*** Opening of Records for this exercise ***

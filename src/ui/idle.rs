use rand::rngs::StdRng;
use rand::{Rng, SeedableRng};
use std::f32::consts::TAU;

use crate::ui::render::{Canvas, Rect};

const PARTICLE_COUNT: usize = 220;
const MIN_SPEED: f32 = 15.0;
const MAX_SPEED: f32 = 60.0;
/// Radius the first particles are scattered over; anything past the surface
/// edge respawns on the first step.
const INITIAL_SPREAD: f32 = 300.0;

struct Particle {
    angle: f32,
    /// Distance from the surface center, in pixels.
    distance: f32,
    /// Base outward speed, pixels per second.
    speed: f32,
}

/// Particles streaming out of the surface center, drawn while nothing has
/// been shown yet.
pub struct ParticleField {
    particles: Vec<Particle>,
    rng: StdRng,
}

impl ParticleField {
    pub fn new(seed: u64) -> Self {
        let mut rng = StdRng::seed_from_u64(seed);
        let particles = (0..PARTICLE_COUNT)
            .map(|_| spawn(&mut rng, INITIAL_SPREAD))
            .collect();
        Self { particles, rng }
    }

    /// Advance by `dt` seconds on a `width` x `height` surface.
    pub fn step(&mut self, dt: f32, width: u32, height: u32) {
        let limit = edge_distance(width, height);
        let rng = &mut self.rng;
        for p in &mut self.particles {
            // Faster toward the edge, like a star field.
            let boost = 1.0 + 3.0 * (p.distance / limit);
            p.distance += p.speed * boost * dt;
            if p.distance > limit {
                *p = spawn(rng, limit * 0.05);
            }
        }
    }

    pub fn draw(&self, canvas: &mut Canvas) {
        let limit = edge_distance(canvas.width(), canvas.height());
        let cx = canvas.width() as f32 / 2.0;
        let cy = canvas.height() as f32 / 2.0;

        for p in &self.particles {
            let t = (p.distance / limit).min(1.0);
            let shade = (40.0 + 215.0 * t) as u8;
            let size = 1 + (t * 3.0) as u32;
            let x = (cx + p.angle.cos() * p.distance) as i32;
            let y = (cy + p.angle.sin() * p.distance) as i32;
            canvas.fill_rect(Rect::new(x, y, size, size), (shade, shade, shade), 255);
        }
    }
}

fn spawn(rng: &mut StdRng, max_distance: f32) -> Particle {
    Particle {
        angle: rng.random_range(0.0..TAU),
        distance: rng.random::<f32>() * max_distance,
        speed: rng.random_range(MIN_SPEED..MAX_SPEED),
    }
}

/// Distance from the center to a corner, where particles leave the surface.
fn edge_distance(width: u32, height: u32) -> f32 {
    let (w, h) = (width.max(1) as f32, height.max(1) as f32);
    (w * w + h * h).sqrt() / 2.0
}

*** Close of Records for this exercise ***

• **Work to complete**
Lines to set down from above: the line with "pub fn step(&mut", the line with "let shade = (40.0", and every line between, each exactly as written.

• **Response to the exercise**
    pub fn step(&mut self, dt: f32, width: u32, height: u32) {
        let limit = edge_distance(width, height);
        let rng = &mut self.rng;
        for p in &mut self.particles {
            // Faster toward the edge, like a star field.
            let boost = 1.0 + 3.0 * (p.distance / limit);
            p.distance += p.speed * boost * dt;
            if p.distance > limit {
                *p = spawn(rng, limit * 0.05);
            }
        }
    }

    pub fn draw(&self, canvas: &mut Canvas) {
        let limit = edge_distance(canvas.width(), canvas.height());
        let cx = canvas.width() as f32 / 2.0;
        let cy = canvas.height() as f32 / 2.0;

        for p in &self.particles {
            let t = (p.distance / limit).min(1.0);
            let shade = (40.0 + 215.0 * t) as u8;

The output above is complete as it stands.